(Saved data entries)

+ + + +

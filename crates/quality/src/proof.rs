//! Proof of execution and criterion C.

use mission_core::{ExecutionStatus, Mission, Time};
use mission_tools::WorkspaceSnapshot;
use serde::{Deserialize, Serialize};

/// Whether a mission carries proof of execution: an effective run with at
/// least one evidence entry. This is the only predicate gating Done.
pub fn has_execution_proof(mission: &Mission) -> bool {
    mission.execution.status == ExecutionStatus::Effective && mission.execution.has_evidence()
}

/// Proof state reported to observers.
#[derive(Debug, Clone, PartialEq, Serialize, Deserialize)]
#[serde(rename_all = "camelCase")]
pub struct ProofSummary {
    /// Execution status
    pub status: ExecutionStatus,
    /// Whether the mission carries proof
    pub effective: bool,
    /// Number of evidence entries
    pub evidence_count: usize,
    /// Most recent evidence entry
    pub latest_evidence: Option<String>,
    /// Session of the last run
    pub session_id: Option<String>,
    /// When the last run started
    pub started_at: Option<Time>,
    /// When the last run ended
    pub ended_at: Option<Time>,
}

impl ProofSummary {
    /// Summarize a mission's proof state.
    pub fn of(mission: &Mission) -> Self {
        let execution = &mission.execution;
        Self {
            status: execution.status,
            effective: has_execution_proof(mission),
            evidence_count: execution.evidence.len(),
            latest_evidence: execution.evidence.last().cloned(),
            session_id: execution.session_id.as_ref().map(|s| s.to_string()),
            started_at: execution.started_at,
            ended_at: execution.ended_at,
        }
    }
}

/// Result of the verifiable-change check.
#[derive(Debug, Clone, PartialEq, Eq)]
pub struct CriterionC {
    /// Whether the check holds
    pub holds: bool,
    /// Whether it was decided on tracked workspace state
    pub trackable: bool,
    /// Short explanation
    pub detail: String,
}

/// Evaluate criterion C.
///
/// With a trackable context both snapshots must be trackable; C holds when
/// the signature changed and a change summary exists. Otherwise C falls back
/// to the executor's own report: success with non-empty evidence.
pub fn evaluate_criterion_c(
    pre: &WorkspaceSnapshot,
    post: &WorkspaceSnapshot,
    executor_success: bool,
    executor_evidence: &[String],
) -> CriterionC {
    if pre.trackable && post.trackable {
        let changed = pre.change_signature != post.change_signature;
        let summarized = !post.change_summary.trim().is_empty();
        let detail = match (changed, summarized) {
            (true, true) => "workspace changed".to_string(),
            (true, false) => "workspace signature changed but no pending change".to_string(),
            (false, _) => "workspace unchanged".to_string(),
        };
        return CriterionC {
            holds: changed && summarized,
            trackable: true,
            detail,
        };
    }

    let has_evidence = executor_evidence.iter().any(|e| !e.trim().is_empty());
    CriterionC {
        holds: executor_success && has_evidence,
        trackable: false,
        detail: if has_evidence {
            "executor evidence (untracked context)".to_string()
        } else {
            "no executor evidence (untracked context)".to_string()
        },
    }
}

/// Final run status: effective when the executor succeeded and C holds,
/// proof_pending when only C failed, failed otherwise.
pub fn final_status(executor_success: bool, criterion: &CriterionC) -> ExecutionStatus {
    match (executor_success, criterion.holds) {
        (true, true) => ExecutionStatus::Effective,
        (true, false) => ExecutionStatus::ProofPending,
        (false, _) => ExecutionStatus::Failed,
    }
}
//! Built-in collaborators (process executor, git inspector, notifiers).

use super::r#trait::*;
use super::config::CommandSpec;
use async_trait::async_trait;
use sha2::{Digest, Sha256};
use std::collections::HashMap;
use std::path::{Path, PathBuf};
use std::process::Stdio;
use std::time::Duration;
use tokio::process::Command;
use tracing::{debug, info, warn};

/// Executor running an external command per mission.
///
/// Lines of stdout shaped like `evidence: <text>` are reported as evidence;
/// a zero exit status is success. The child is killed when the run future is
/// dropped or the timeout expires.
pub struct ProcessExecutor {
    spec: CommandSpec,
}

impl ProcessExecutor {
    /// Create an executor from a command template.
    pub fn new(spec: CommandSpec) -> Self {
        Self { spec }
    }

    fn render(template: &str, request: &ExecutorRequest) -> String {
        template
            .replace("{agent}", &request.agent_id)
            .replace("{session}", &request.session_id)
            .replace("{message}", &request.message)
    }
}

#[async_trait]
impl Executor for ProcessExecutor {
    fn name(&self) -> &str {
        &self.spec.program
    }

    async fn run(&self, request: &ExecutorRequest) -> Result<ExecutorOutcome, ExecutorError> {
        let args: Vec<String> = self
            .spec
            .args
            .iter()
            .map(|arg| Self::render(arg, request))
            .collect();

        let mut cmd = Command::new(&self.spec.program);
        cmd.args(&args)
            .env("MISSION_AGENT", &request.agent_id)
            .env("MISSION_SESSION", &request.session_id)
            .stdin(Stdio::null())
            .stdout(Stdio::piped())
            .stderr(Stdio::piped())
            .kill_on_drop(true);

        for (k, v) in &self.spec.env {
            cmd.env(k, v);
        }
        if let Some(dir) = &self.spec.working_dir {
            cmd.current_dir(dir);
        }

        debug!(program = %self.spec.program, ?args, "Starting executor process");
        let child = cmd.spawn().map_err(ExecutorError::Spawn)?;

        let output = match tokio::time::timeout(request.timeout, child.wait_with_output()).await {
            Ok(result) => result?,
            Err(_) => {
                warn!(
                    "Executor {} timed out after {}s for session {}; process killed",
                    self.spec.program,
                    request.timeout.as_secs(),
                    request.session_id
                );
                return Err(ExecutorError::Timeout(request.timeout));
            }
        };

        let stdout = String::from_utf8_lossy(&output.stdout).into_owned();
        let stderr = String::from_utf8_lossy(&output.stderr).into_owned();
        let success = output.status.success();
        let output_text = if success {
            stdout.trim().to_string()
        } else {
            format!("{}\n{}", stdout.trim(), stderr.trim()).trim().to_string()
        };

        Ok(ExecutorOutcome {
            success,
            evidence: parse_evidence(&stdout),
            output_text,
        })
    }
}

fn parse_evidence(stdout: &str) -> Vec<String> {
    stdout
        .lines()
        .filter_map(|line| {
            let (head, rest) = line.trim().split_once(':')?;
            head.trim()
                .eq_ignore_ascii_case("evidence")
                .then(|| rest.trim().to_string())
        })
        .filter(|entry| !entry.is_empty())
        .collect()
}

/// Inspector treating each agent's git checkout as its execution context.
///
/// The signature hashes HEAD, every pending change and the content of changed
/// files, so editing an already-dirty file still changes it. Contexts that are
/// missing or not git repositories are non-trackable.
#[derive(Debug, Clone, Default)]
pub struct GitWorkspaceInspector {
    root: Option<PathBuf>,
    workspaces: HashMap<String, PathBuf>,
}

impl GitWorkspaceInspector {
    /// Create an inspector looking for `workspace-<agent>` under `root`.
    pub fn new(root: Option<PathBuf>) -> Self {
        Self {
            root,
            workspaces: HashMap::new(),
        }
    }

    /// Pin an agent to an explicit workspace.
    pub fn with_workspace(mut self, agent: impl Into<String>, path: impl Into<PathBuf>) -> Self {
        self.workspaces.insert(agent.into(), path.into());
        self
    }

    /// Pin several agents at once.
    pub fn with_workspaces(mut self, workspaces: HashMap<String, PathBuf>) -> Self {
        self.workspaces.extend(workspaces);
        self
    }

    /// Resolve the workspace directory of a context.
    pub fn resolve(&self, context_id: &str) -> Option<PathBuf> {
        if let Some(path) = self.workspaces.get(context_id) {
            return Some(path.clone());
        }
        if context_id.is_empty() {
            return None;
        }
        let candidate = self.root.as_ref()?.join(format!("workspace-{}", context_id));
        candidate.is_dir().then_some(candidate)
    }
}

#[async_trait]
impl WorkspaceInspector for GitWorkspaceInspector {
    async fn snapshot(&self, context_id: &str) -> WorkspaceSnapshot {
        let Some(path) = self.resolve(context_id) else {
            debug!("No workspace for context '{}'", context_id);
            return WorkspaceSnapshot::untracked();
        };

        match tokio::task::spawn_blocking(move || git_snapshot(&path)).await {
            Ok(snapshot) => snapshot,
            Err(e) => {
                warn!("Workspace snapshot for '{}' failed: {}", context_id, e);
                WorkspaceSnapshot::untracked()
            }
        }
    }
}

fn git_snapshot(path: &Path) -> WorkspaceSnapshot {
    let repo = match git2::Repository::open(path) {
        Ok(repo) => repo,
        Err(e) => {
            debug!("{} is not a git workspace: {}", path.display(), e);
            return WorkspaceSnapshot::untracked();
        }
    };

    let mut hasher = Sha256::new();
    let head = repo
        .head()
        .ok()
        .and_then(|h| h.target())
        .map(|oid| oid.to_string())
        .unwrap_or_else(|| "unborn".to_string());
    hasher.update(b"HEAD ");
    hasher.update(head.as_bytes());
    hasher.update(b"\n");

    let mut opts = git2::StatusOptions::new();
    opts.include_untracked(true)
        .recurse_untracked_dirs(true)
        .include_ignored(false)
        .exclude_submodules(true);

    let statuses = match repo.statuses(Some(&mut opts)) {
        Ok(statuses) => statuses,
        Err(e) => {
            warn!("Cannot read git status of {}: {}", path.display(), e);
            return WorkspaceSnapshot::untracked();
        }
    };

    let workdir = repo.workdir().map(Path::to_path_buf);
    let mut lines = Vec::new();
    for entry in statuses.iter() {
        let Some(rel) = entry.path() else { continue };
        let code = status_code(entry.status());

        hasher.update(code.as_bytes());
        hasher.update(b" ");
        hasher.update(rel.as_bytes());
        hasher.update(b"\n");
        if let Some(dir) = &workdir {
            if let Ok(bytes) = std::fs::read(dir.join(rel)) {
                hasher.update(Sha256::digest(&bytes));
            }
        }

        lines.push(format!("{} {}", code, rel));
    }

    WorkspaceSnapshot {
        trackable: true,
        change_signature: hex::encode(hasher.finalize()),
        change_summary: lines.join("\n"),
    }
}

fn status_code(status: git2::Status) -> &'static str {
    use git2::Status;

    if status.contains(Status::CONFLICTED) {
        "U"
    } else if status.intersects(Status::INDEX_NEW) {
        "A"
    } else if status.intersects(Status::WT_NEW) {
        "??"
    } else if status.intersects(Status::INDEX_DELETED | Status::WT_DELETED) {
        "D"
    } else if status.intersects(Status::INDEX_RENAMED | Status::WT_RENAMED) {
        "R"
    } else if status.intersects(Status::INDEX_TYPECHANGE | Status::WT_TYPECHANGE) {
        "T"
    } else if status.intersects(Status::INDEX_MODIFIED | Status::WT_MODIFIED) {
        "M"
    } else {
        "?"
    }
}

/// Executor used when no command is configured. Every run fails.
pub struct UnconfiguredExecutor;

#[async_trait]
impl Executor for UnconfiguredExecutor {
    fn name(&self) -> &str {
        "unconfigured"
    }

    async fn run(&self, request: &ExecutorRequest) -> Result<ExecutorOutcome, ExecutorError> {
        warn!("No executor configured; session {} not run", request.session_id);
        Err(ExecutorError::Other("no executor configured".to_string()))
    }
}

/// Notifier that only logs.
pub struct LogNotifier;

#[async_trait]
impl Notifier for LogNotifier {
    async fn send(&self, channel: &str, target: &str, message: &str) -> bool {
        info!(channel, target, "Notification: {}", message);
        true
    }
}

/// Notifier posting JSON to a webhook.
pub struct WebhookNotifier {
    client: reqwest::Client,
    url: String,
}

impl WebhookNotifier {
    /// Create a notifier posting to `url`.
    pub fn new(url: impl Into<String>) -> Self {
        let client = reqwest::Client::builder()
            .timeout(Duration::from_secs(10))
            .build()
            .unwrap_or_default();
        Self {
            client,
            url: url.into(),
        }
    }
}

#[async_trait]
impl Notifier for WebhookNotifier {
    async fn send(&self, channel: &str, target: &str, message: &str) -> bool {
        let payload = serde_json::json!({
            "channel": channel,
            "target": target,
            "message": message,
        });

        match self.client.post(&self.url).json(&payload).send().await {
            Ok(resp) if resp.status().is_success() => true,
            Ok(resp) => {
                warn!("Webhook {} rejected notification: {}", self.url, resp.status());
                false
            }
            Err(e) => {
                warn!("Webhook {} unreachable: {}", self.url, e);
                false
            }
        }
    }
}
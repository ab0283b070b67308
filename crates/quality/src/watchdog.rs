//! Stuck-run recovery.

use chrono::Duration;
use mission_core::{Board, ExecutionStatus, Mission, MissionId, Time};
use tracing::warn;

/// Default age after which a running mission is considered stuck.
pub const DEFAULT_STUCK_AFTER_MINUTES: u64 = 12;

/// Forces missions stuck in `running` to `failed`.
#[derive(Debug, Clone, Copy)]
pub struct Watchdog {
    stuck_after: Duration,
}

impl Default for Watchdog {
    fn default() -> Self {
        Self::from_minutes(DEFAULT_STUCK_AFTER_MINUTES)
    }
}

impl Watchdog {
    /// Create a watchdog with a custom threshold.
    pub fn new(stuck_after: Duration) -> Self {
        Self { stuck_after }
    }

    /// Create a watchdog with a threshold in minutes.
    pub fn from_minutes(minutes: u64) -> Self {
        Self::new(Duration::minutes(minutes as i64))
    }

    /// The stuck threshold.
    pub fn stuck_after(&self) -> Duration {
        self.stuck_after
    }

    /// Whether a mission is running and past the threshold at `now`.
    ///
    /// A running mission without `started_at` counts as stuck.
    pub fn is_stuck(&self, mission: &Mission, now: Time) -> bool {
        if mission.execution.status != ExecutionStatus::Running {
            return false;
        }
        match mission.execution.started_at {
            Some(started_at) => now - started_at > self.stuck_after,
            None => true,
        }
    }

    /// Force every stuck mission to `failed`. Returns the ids touched.
    pub fn sweep(&self, board: &mut Board, now: Time) -> Vec<MissionId> {
        let mut forced = Vec::new();
        for mission in board.missions_mut() {
            if !self.is_stuck(mission, now) {
                continue;
            }

            let since = mission
                .execution
                .started_at
                .map(|t| t.to_rfc3339())
                .unwrap_or_else(|| "unknown".to_string());
            warn!(
                "Watchdog forcing mission {} to failed (running since {})",
                mission.id, since
            );

            let execution = &mut mission.execution;
            execution.status = ExecutionStatus::Failed;
            execution.ended_at = Some(now);
            execution.updated_at = Some(now);
            execution.merge_evidence([format!(
                "watchdog: forced failed after timeout (running since {})",
                since
            )]);
            mission.updated_at = Some(now);
            forced.push(mission.id.clone());
        }
        forced
    }
}
//! Audit trail: idempotent, content-deduplicated transition log.

use mission_core::{actors, Board, MissionId, TransitionEvent};
use sha2::{Digest, Sha256};
use tracing::debug;

/// Default number of events kept in the trail.
pub const DEFAULT_AUDIT_LIMIT: usize = 5000;

/// Default multiple of the trail limit kept in the dedup key set.
///
/// An evicted key no longer deduplicates: replaying that exact transition
/// afterwards records it again. Raise the factor (or set it to 0 to keep
/// every key) when clients may retry long after the fact.
pub const KEY_RETENTION_FACTOR: usize = 4;

/// A transition about to be recorded.
#[derive(Debug, Clone, PartialEq, Eq)]
pub struct Transition {
    /// Mission that moved
    pub mission_id: MissionId,
    /// Source stage
    pub from: String,
    /// Target stage
    pub to: String,
    /// Who moved it
    pub actor: String,
    /// Why
    pub reason: String,
    /// Mission title
    pub title: String,
    /// Caller-supplied idempotency key
    pub transition_id: Option<String>,
}

impl Transition {
    /// Create a transition by the system actor with no reason.
    pub fn new(mission_id: MissionId, from: impl Into<String>, to: impl Into<String>) -> Self {
        Self {
            mission_id,
            from: from.into(),
            to: to.into(),
            actor: actors::SYSTEM.to_string(),
            reason: String::new(),
            title: String::new(),
            transition_id: None,
        }
    }

    /// Set the actor.
    pub fn with_actor(mut self, actor: impl Into<String>) -> Self {
        self.actor = actor.into();
        self
    }

    /// Set the reason.
    pub fn with_reason(mut self, reason: impl Into<String>) -> Self {
        self.reason = reason.into();
        self
    }

    /// Set the title.
    pub fn with_title(mut self, title: impl Into<String>) -> Self {
        self.title = title.into();
        self
    }

    /// Set an explicit idempotency key. Blank keys are ignored.
    pub fn with_transition_id(mut self, transition_id: Option<String>) -> Self {
        self.transition_id = transition_id.filter(|t| !t.trim().is_empty());
        self
    }

    /// Dedup key: the explicit transition id, else the content digest.
    pub fn key(&self) -> String {
        match &self.transition_id {
            Some(id) => id.clone(),
            None => transition_key(
                &self.mission_id,
                &self.from,
                &self.to,
                &self.actor,
                &self.reason,
            ),
        }
    }
}

/// Hex SHA-256 over the lower-cased `missionId|from|to|actor|reason`.
pub fn transition_key(
    mission_id: &MissionId,
    from: &str,
    to: &str,
    actor: &str,
    reason: &str,
) -> String {
    let material = format!("{}|{}|{}|{}|{}", mission_id, from, to, actor, reason).to_lowercase();
    hex::encode(Sha256::digest(material.as_bytes()))
}

/// Append a transition unless its key was already recorded.
///
/// Returns `false` for an idempotent no-op. The trail is truncated to the most
/// recent `limit` events and the key set to `limit * KEY_RETENTION_FACTOR`
/// entries, oldest first.
pub fn record_transition(board: &mut Board, transition: Transition, limit: usize) -> bool {
    record_transition_with(board, transition, limit, KEY_RETENTION_FACTOR)
}

/// [`record_transition`] with an explicit key retention factor.
///
/// The key set keeps `limit * key_retention` entries; 0 keeps every key, so
/// the set grows with the board's whole history.
pub fn record_transition_with(
    board: &mut Board,
    transition: Transition,
    limit: usize,
    key_retention: usize,
) -> bool {
    let key = transition.key();
    if board.transition_keys.contains_key(&key) {
        debug!(
            "Transition {} -> {} for mission {} already recorded",
            transition.from, transition.to, transition.mission_id
        );
        return false;
    }

    let event = TransitionEvent::new(
        transition.mission_id,
        transition.from,
        transition.to,
        transition.actor,
        transition.reason,
        transition.title,
    );
    board.transition_keys.insert(key, event.timestamp);
    board.audit_trail.push(event);

    let limit = limit.max(1);
    if board.audit_trail.len() > limit {
        let excess = board.audit_trail.len() - limit;
        board.audit_trail.drain(..excess);
    }
    if key_retention > 0 {
        evict_keys(board, limit.saturating_mul(key_retention));
    }
    true
}

fn evict_keys(board: &mut Board, max_keys: usize) {
    if board.transition_keys.len() <= max_keys {
        return;
    }
    let mut by_age: Vec<_> = board
        .transition_keys
        .iter()
        .map(|(key, at)| (*at, key.clone()))
        .collect();
    by_age.sort();
    let excess = by_age.len() - max_keys;
    for (_, key) in by_age.into_iter().take(excess) {
        board.transition_keys.remove(&key);
    }
}

/// All events for a mission, ascending by timestamp.
pub fn timeline(board: &Board, mission_id: &MissionId) -> Vec<TransitionEvent> {
    let mut events: Vec<_> = board
        .audit_trail
        .iter()
        .filter(|e| &e.mission_id == mission_id)
        .cloned()
        .collect();
    // stable: equal timestamps keep trail order
    events.sort_by_key(|e| e.timestamp);
    events
}

#[cfg(test)]
mod tests {
    use super::*;

    fn moved(from: &str, to: &str) -> Transition {
        Transition::new(MissionId::new("m1"), from, to)
            .with_actor("client")
            .with_reason("triage")
    }

    #[test]
    fn test_key_is_case_insensitive_digest() {
        let a = transition_key(&"M1".into(), "Inbox", "Review", "Client", "Triage");
        let b = transition_key(&"m1".into(), "inbox", "review", "client", "triage");
        assert_eq!(a, b);
        assert_eq!(a.len(), 64);
        assert_ne!(a, transition_key(&"m1".into(), "inbox", "done", "client", "triage"));
    }

    #[test]
    fn test_identical_transition_recorded_once() {
        let mut board = Board::skeleton();
        assert!(record_transition(&mut board, moved("Inbox", "Review"), 10));
        assert!(!record_transition(&mut board, moved("Inbox", "Review"), 10));
        assert_eq!(board.audit_trail.len(), 1);
        assert_eq!(board.transition_keys.len(), 1);
    }

    #[test]
    fn test_explicit_transition_id_wins() {
        let mut board = Board::skeleton();
        let first = moved("Inbox", "Review").with_transition_id(Some("t-1".into()));
        let other = moved("Review", "Rework").with_transition_id(Some("t-1".into()));
        assert!(record_transition(&mut board, first, 10));
        assert!(!record_transition(&mut board, other, 10));

        let blank = moved("Inbox", "Review").with_transition_id(Some("  ".into()));
        assert!(blank.transition_id.is_none());
        assert!(record_transition(&mut board, blank, 10));
        assert_eq!(board.audit_trail.len(), 2);
    }

    #[test]
    fn test_trail_and_keys_bounded() {
        let mut board = Board::skeleton();
        for i in 0..20 {
            let t = moved("Inbox", "Review").with_reason(format!("pass {}", i));
            assert!(record_transition(&mut board, t, 3));
        }
        assert_eq!(board.audit_trail.len(), 3);
        assert_eq!(board.audit_trail[2].reason, "pass 19");
        assert_eq!(board.transition_keys.len(), 3 * KEY_RETENTION_FACTOR);
    }

    #[test]
    fn test_evicted_key_no_longer_dedups() {
        let mut board = Board::skeleton();
        assert!(record_transition_with(&mut board, moved("Inbox", "Review"), 1, 1));
        for at in board.transition_keys.values_mut() {
            *at -= chrono::Duration::seconds(10);
        }
        assert!(record_transition_with(&mut board, moved("Review", "Rework"), 1, 1));
        assert_eq!(board.transition_keys.len(), 1);
        assert!(record_transition_with(&mut board, moved("Inbox", "Review"), 1, 1));
    }

    #[test]
    fn test_zero_retention_keeps_every_key() {
        let mut board = Board::skeleton();
        assert!(record_transition_with(&mut board, moved("Inbox", "Review"), 2, 0));
        for i in 0..30 {
            let t = moved("Review", "Rework").with_reason(format!("pass {}", i));
            assert!(record_transition_with(&mut board, t, 2, 0));
        }
        assert_eq!(board.audit_trail.len(), 2);
        assert_eq!(board.transition_keys.len(), 31);
        assert!(!record_transition_with(&mut board, moved("Inbox", "Review"), 2, 0));
    }

    #[test]
    fn test_timeline_filters_and_sorts() {
        let mut board = Board::skeleton();
        record_transition(&mut board, moved("", "Inbox"), 10);
        record_transition(
            &mut board,
            Transition::new(MissionId::new("m2"), "", "Inbox"),
            10,
        );
        record_transition(&mut board, moved("Inbox", "Review"), 10);

        // older event appended last
        let mut late = TransitionEvent::new("m1".into(), "x", "y", "a", "r", "t");
        late.timestamp = board.audit_trail[0].timestamp - chrono::Duration::seconds(5);
        board.audit_trail.push(late);

        let events = timeline(&board, &MissionId::new("m1"));
        assert_eq!(events.len(), 3);
        assert_eq!(events[0].from, "x");
        assert_eq!(events[1].to, "Inbox");
        assert_eq!(events[2].to, "Review");
    }
}
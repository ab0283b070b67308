//! Storage abstraction and implementations for the mission board.
//!
//! This crate provides a whole-document store trait with a JSON file
//! implementation and an in-memory one.

#![warn(missing_docs)]

pub mod trait_;
pub mod json_storage;
pub mod memory;

pub use trait_::{BoardStore, StorageError, Result};
pub use json_storage::JsonBoardStore;
pub use memory::MemoryBoardStore;
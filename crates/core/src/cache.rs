//! Cached board summary with an explicit timestamp and TTL.

use serde::{Deserialize, Serialize};
use std::collections::BTreeMap;
use crate::board::Board;
use crate::mission::Mission;
use crate::Time;

/// Summary of the board, stored on the board itself.
#[derive(Debug, Clone, PartialEq, Serialize, Deserialize)]
#[serde(rename_all = "camelCase")]
pub struct TelemetrySummary {
    /// When the summary was computed
    pub computed_at: Time,

    /// How long the summary stays fresh
    pub ttl_seconds: u64,

    /// Total missions on the board
    pub total: usize,

    /// Mission count per column
    pub by_column: BTreeMap<String, usize>,

    /// Mission count per execution status
    pub by_status: BTreeMap<String, usize>,

    /// Missions carrying execution proof
    pub proven: usize,
}

impl TelemetrySummary {
    /// Compute a summary of `board`. `is_proven` decides which missions count
    /// as carrying proof.
    pub fn compute(board: &Board, ttl_seconds: u64, is_proven: impl Fn(&Mission) -> bool) -> Self {
        let mut by_column = BTreeMap::new();
        for column in &board.columns {
            by_column.insert(column.name.clone(), column.items.len());
        }

        let mut by_status = BTreeMap::new();
        let mut total = 0;
        let mut proven = 0;
        for (_, mission) in board.missions() {
            total += 1;
            *by_status
                .entry(mission.execution.status.as_str().to_string())
                .or_insert(0) += 1;
            if is_proven(mission) {
                proven += 1;
            }
        }

        Self {
            computed_at: chrono::Utc::now(),
            ttl_seconds,
            total,
            by_column,
            by_status,
            proven,
        }
    }

    /// Whether the summary is still fresh at `now`.
    pub fn is_fresh(&self, now: Time) -> bool {
        let ttl = chrono::Duration::seconds(self.ttl_seconds.min(u32::MAX as u64) as i64);
        now < self.computed_at + ttl
    }
}
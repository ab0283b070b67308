//! Board operation errors.

use mission_quality::GuardRejection;
use mission_storage::StorageError;

/// Errors returned by board operations.
#[derive(Debug, thiserror::Error)]
pub enum BoardError {
    /// Malformed request
    #[error("Validation error: {0}")]
    Validation(String),

    /// Refused by the Done gate
    #[error("Transition refused: {0}")]
    Guard(#[from] GuardRejection),

    /// Unknown mission or column
    #[error("Not found: {0}")]
    NotFound(String),

    /// Store failure
    #[error("Storage error: {0}")]
    Storage(#[from] StorageError),
}

impl BoardError {
    /// Whether retrying the same request can succeed.
    pub fn is_retryable(&self) -> bool {
        matches!(self, Self::Storage(_))
    }

    /// Stable machine-readable code.
    pub fn code(&self) -> &'static str {
        match self {
            Self::Validation(_) => "validation_error",
            Self::Guard(rejection) => rejection.code(),
            Self::NotFound(_) => "not_found",
            Self::Storage(_) => "storage_error",
        }
    }
}

/// Result type for board operations.
pub type Result<T> = std::result::Result<T, BoardError>;
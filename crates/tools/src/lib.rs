//! Collaborator integration
//!
//! Contracts for the external collaborators the board consumes (executor,
//! workspace inspector, notifier) and their builtin implementations.

#![warn(missing_docs)]

pub mod r#trait;
pub mod builtin;
pub mod config;

pub use r#trait::{
    Executor, ExecutorRequest, ExecutorOutcome, ExecutorError,
    WorkspaceInspector, WorkspaceSnapshot, Notifier,
};
pub use builtin::{
    ProcessExecutor, UnconfiguredExecutor, GitWorkspaceInspector, LogNotifier, WebhookNotifier,
};
pub use config::{ToolsConfig, CommandSpec};
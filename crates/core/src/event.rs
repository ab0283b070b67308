//! Transition event - atoms of the audit trail.

use crate::id::{EventId, MissionId};
use crate::Time;
use serde::{Deserialize, Serialize};

/// A recorded move of a mission between stages.
#[derive(Debug, Clone, PartialEq, Serialize, Deserialize)]
#[serde(rename_all = "camelCase")]
pub struct TransitionEvent {
    /// Unique identifier
    pub id: EventId,

    /// Mission that moved
    pub mission_id: MissionId,

    /// Source stage (empty for creation)
    pub from: String,

    /// Target stage
    pub to: String,

    /// Who performed the move
    pub actor: String,

    /// Why
    pub reason: String,

    /// When it happened
    pub timestamp: Time,

    /// Mission title at the time of the move
    pub title: String,
}

impl TransitionEvent {
    /// Create a new event stamped now.
    pub fn new(
        mission_id: MissionId,
        from: impl Into<String>,
        to: impl Into<String>,
        actor: impl Into<String>,
        reason: impl Into<String>,
        title: impl Into<String>,
    ) -> Self {
        Self {
            id: EventId::new(),
            mission_id,
            from: from.into(),
            to: to.into(),
            actor: actor.into(),
            reason: reason.into(),
            timestamp: chrono::Utc::now(),
            title: title.into(),
        }
    }
}

/// Well-known actor names.
pub mod actors {
    /// Board operations performed by the system itself
    pub const SYSTEM: &str = "system";
    /// The execution engine
    pub const ENGINE: &str = "execution-engine";
    /// The stuck-run watchdog
    pub const WATCHDOG: &str = "watchdog";
    /// A client posting its board layout
    pub const CLIENT: &str = "client";
}
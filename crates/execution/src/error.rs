//! Execution errors.

use mission_work::BoardError;

/// Errors from dispatching or awaiting runs.
#[derive(Debug, thiserror::Error)]
pub enum EngineError {
    /// Board operation failed
    #[error(transparent)]
    Board(#[from] BoardError),

    /// Worker panicked or was aborted
    #[error("Worker failed: {0}")]
    Join(#[from] tokio::task::JoinError),
}

/// Result type for execution operations.
pub type Result<T> = std::result::Result<T, EngineError>;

+ + + +

### [EXERCISE GOAL]
Filter these records, keeping every line where the word "Whether" occurs.

### [YOUR SOLUTION]
/// Whether a mission carries proof of execution: an effective run with at
    /// Whether the mission carries proof
    /// Whether the check holds
    /// Whether it was decided on tracked workspace state
    /// Whether a mission is running and past the threshold at `now`.
    /// Whether the summary is still fresh at `now`.
    /// Whether retrying the same request can succeed.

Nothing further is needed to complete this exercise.